WASHINGTON, D.C. (April 14, 2011) — Adequate representation of insurance regulators on the Financial Stability Oversight Council (FSOC) is key to financial stability, Missouri Insurance Director John Huff told Congress today. Speaking on behalf of the National Association of Insurance Commissioners (NAIC), Huff testified before the House Committee on Financial Services’ Subcommittee on Oversight and Investigations.
“Our regulatory system requires regulators to work collaboratively and share information with one another in confidential settings. Yet to date, I have been restricted from consulting with my fellow insurance regulators on matters before FSOC,” testified Huff. “Quite simply, FSOC should want – and the US taxpayers should demand – the resources and expertise that their regulators can provide to the FSOC’s work in protecting the US financial system.”
Huff was asked to testify before the Subcommittee along with other financial regulators on the Council. Also appearing before the Subcommittee were: Gary Gensler, Chairman, Commodity Futures Trading Commission; Jeffrey A. Goldstein, Under Secretary for Domestic Finance, Department of the Treasury; J. Nellie Liang, Director, Office of Financial Stability Policy and Research, Federal Reserve; Robert W. Cook, Director, Division of Trading and Markets, Securities Exchange Commission; Arthur J. Murton, Director, Division of Insurance and Research, Federal Deposit Insurance Corporation; and Tim Long, Chief National Bank Examiner and Senior Deputy Comptroller for Regulatory Policy, Office of the Comptroller of the Currency.
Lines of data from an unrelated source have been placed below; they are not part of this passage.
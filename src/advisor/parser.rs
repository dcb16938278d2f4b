//! Advisory reply parsing.
//!
//! Replies are unconstrained text: sometimes the requested JSON object,
//! sometimes prose around it, sometimes neither. Parsing is total: any
//! input string produces a well-formed [`Decision`], so a rambling reply can
//! never fail a turn.

use crate::game::entities::{Chips, Decision, DecisionKind};
use serde::Deserialize;

/// The reply shape the prompt asks for.
#[derive(Deserialize)]
struct StructuredReply {
    action: String,
    #[serde(default)]
    amount: Option<serde_json::Value>,
}

/// Parses a raw advisory reply into a decision.
///
/// Stage one is a strict JSON parse of the whole reply; it wins when the
/// action verb is recognized, taking the amount only if it is a number.
/// Anything else falls to a keyword scan over the lowercased text, with
/// `default_raise` filling in a raise that names no number.
pub fn parse_reply(text: &str, default_raise: Chips) -> Decision {
    if let Ok(reply) = serde_json::from_str::<StructuredReply>(text) {
        if let Some(kind) = DecisionKind::from_verb(&reply.action) {
            let amount = reply.amount.as_ref().and_then(serde_json::Value::as_u64);
            return Decision::new(kind, amount);
        }
    }
    recover_from_text(text, default_raise)
}

fn recover_from_text(text: &str, default_raise: Chips) -> Decision {
    let text = text.to_lowercase();
    if text.contains("fold") {
        Decision::new(DecisionKind::Fold, Some(0))
    } else if text.contains("call") {
        // The legalizer resolves the actual call amount.
        Decision::new(DecisionKind::Call, Some(0))
    } else if text.contains("raise") || text.contains("bet") {
        let amount = first_number(&text).unwrap_or(default_raise);
        Decision::new(DecisionKind::Raise, Some(amount))
    } else {
        Decision::new(DecisionKind::Call, Some(0))
    }
}

/// First run of decimal digits in the text, if it fits in a chip amount.
fn first_number(text: &str) -> Option<Chips> {
    let start = text.find(|ch: char| ch.is_ascii_digit())?;
    let digits: String = text[start..]
        .chars()
        .take_while(|ch| ch.is_ascii_digit())
        .collect();
    digits.parse().ok()
}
“The Council’s aggressive timetable and ambitious scope of work can be better achieved through full engagement of state regulators,” said Susan E. Voss, NAIC President and Iowa Insurance Commissioner. “Limiting Director Huff’s ability to collaborate and consult with fellow state regulators would be a disservice to the Council and its important role.”
Click here for the full text of Director Huff’s written testimony.
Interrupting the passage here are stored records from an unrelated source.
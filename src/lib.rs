//! # Advisor Poker
//!
//! LLM-advised Texas Hold'em agents. An external rules engine drives each
//! agent through the [`game::TableAgent`] seam; the agent consults a
//! free-text reasoning service and turns whatever comes back into a strictly
//! legal action.
//!
//! ## The decision pipeline
//!
//! Per turn: the raw engine state is normalized into a
//! [`analysis::GameInfo`] (pot totaling, opponent profiling, legal-action
//! typing), rendered into a prompt and sent to the advisory service, the
//! reply is parsed totally into a [`game::entities::Decision`], and the
//! decision is legalized against the turn's legal-action set: clamped into
//! the raise window, degraded to a legal kind, all-in detected. If the
//! advisory round-trip fails in any way, a deterministic fallback heuristic
//! decides instead. Every completed turn is appended to the agent's
//! [`bot::DecisionLog`].
//!
//! No failure is fatal to a match: the worst outcome of any turn is a
//! conservative fold or a minimum-size legal action.
//!
//! ## Core Modules
//!
//! - [`game`]: engine vocabulary, wire types, and the agent seam
//! - [`analysis`]: turn-state normalization and opponent profiling
//! - [`advisor`]: the outbound advisory round-trip and reply parsing
//! - [`bot`]: the agent, the legalizer, the fallback, and the history
//!
//! ## Example
//!
//! ```no_run
//! use advisor_poker::{AdvisorConfig, AdvisorPlayer};
//!
//! let config = AdvisorConfig::from_env().unwrap();
//! let player = AdvisorPlayer::new("hero", config).unwrap();
//! // Hand `player` to the rules-engine binding as a `TableAgent`.
//! ```

/// Turn-state analysis: normalization and opponent profiling.
pub mod analysis;

/// The outbound advisory path.
pub mod advisor;

/// The agent, the legalizer, the fallback, and the decision history.
pub mod bot;

/// Advisory service configuration.
pub mod config;

/// Rules-engine vocabulary and the agent seam.
pub mod game;

pub use advisor::{AdvisorClient, AdvisorError};
pub use analysis::{GameInfo, extract_game_info};
pub use bot::{AdvisorPlayer, DecisionLog, fallback_decision, legalize};
pub use config::{AdvisorConfig, ConfigError, ModelKind};
pub use game::TableAgent;
pub use game::entities::{
    Chips, Decision, DecisionKind, FinalAction, LegalAction, RoundState, Street, ValidAction,
};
Click here to view a webcast of the hearing and read additional testimony.
About the NAIC
Formed in 1871, the National Association of Insurance Commissioners (NAIC) is a voluntary organization of the chief insurance regulatory officials of the 50 states, the District of Columbia and five U.S. territories. The NAIC has three offices: Executive Office, Washington, D.C.; Central Office, Kansas City, Mo.; and Securities Valuation Office, New York City. The NAIC serves the needs of consumers and the industry, with an overriding objective of supporting state insurance regulators as they protect consumers and maintain the financial stability of the insurance marketplace. For more information, visit www.naic.org.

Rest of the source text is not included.